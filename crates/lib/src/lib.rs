//! # Boot configuration for ostree-style deployments
//!
//! This crate writes the boot menu for a system that keeps several
//! immutable deployments side by side, using the systemd-boot
//! backend: Boot Loader Specification entries plus the kernel and
//! initramfs they reference are mirrored into the EFI system
//! partition, and the previous generation is garbage collected.

pub mod bootconfig;
pub mod bootloader;
pub mod cli;
pub mod config;
pub mod sysroot;
//! Helpers related to tracing, used by main entrypoints

use tracing_subscriber::filter::LevelFilter;
use tracing_subscriber::EnvFilter;

/// Initialize tracing with the default configuration.
///
/// Output goes to stderr, filtered by `RUST_LOG`; without that
/// only warnings and errors are shown.
pub fn initialize_tracing() {
    // Don't include timestamps and such because they're not really useful and
    // too verbose, and plus several log targets such as journald will already
    // include timestamps.
    let format = tracing_subscriber::fmt::format()
        .without_time()
        .with_target(false)
        .compact();
    let filter = EnvFilter::builder()
        .with_default_directive(LevelFilter::WARN.into())
        .from_env_lossy();
    tracing_subscriber::fmt()
        .with_env_filter(filter)
        .event_format(format)
        .with_writer(std::io::stderr)
        .init();
}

***

• [GOAL OF THE EXERCISE]:
From the line containing "using the systemd-boot" through the last line of the records above, reproduce every line exactly.

• [EXPECTED ANSWER]:
//! immutable deployments side by side, using the systemd-boot
//! backend: Boot Loader Specification entries plus the kernel and
//! initramfs they reference are mirrored into the EFI system
//! partition, and the previous generation is garbage collected.

pub mod bootconfig;
pub mod bootloader;
pub mod cli;
pub mod config;
pub mod sysroot;
//! Helpers related to tracing, used by main entrypoints

use tracing_subscriber::filter::LevelFilter;
use tracing_subscriber::EnvFilter;

/// Initialize tracing with the default configuration.
///
/// Output goes to stderr, filtered by `RUST_LOG`; without that
/// only warnings and errors are shown.
pub fn initialize_tracing() {
    // Don't include timestamps and such because they're not really useful and
    // too verbose, and plus several log targets such as journald will already
    // include timestamps.
    let format = tracing_subscriber::fmt::format()
        .without_time()
        .with_target(false)
        .compact();
    let filter = EnvFilter::builder()
        .with_default_directive(LevelFilter::WARN.into())
        .from_env_lossy();
    tracing_subscriber::fmt()
        .with_env_filter(filter)
        .event_format(format)
        .with_writer(std::io::stderr)
        .init();
}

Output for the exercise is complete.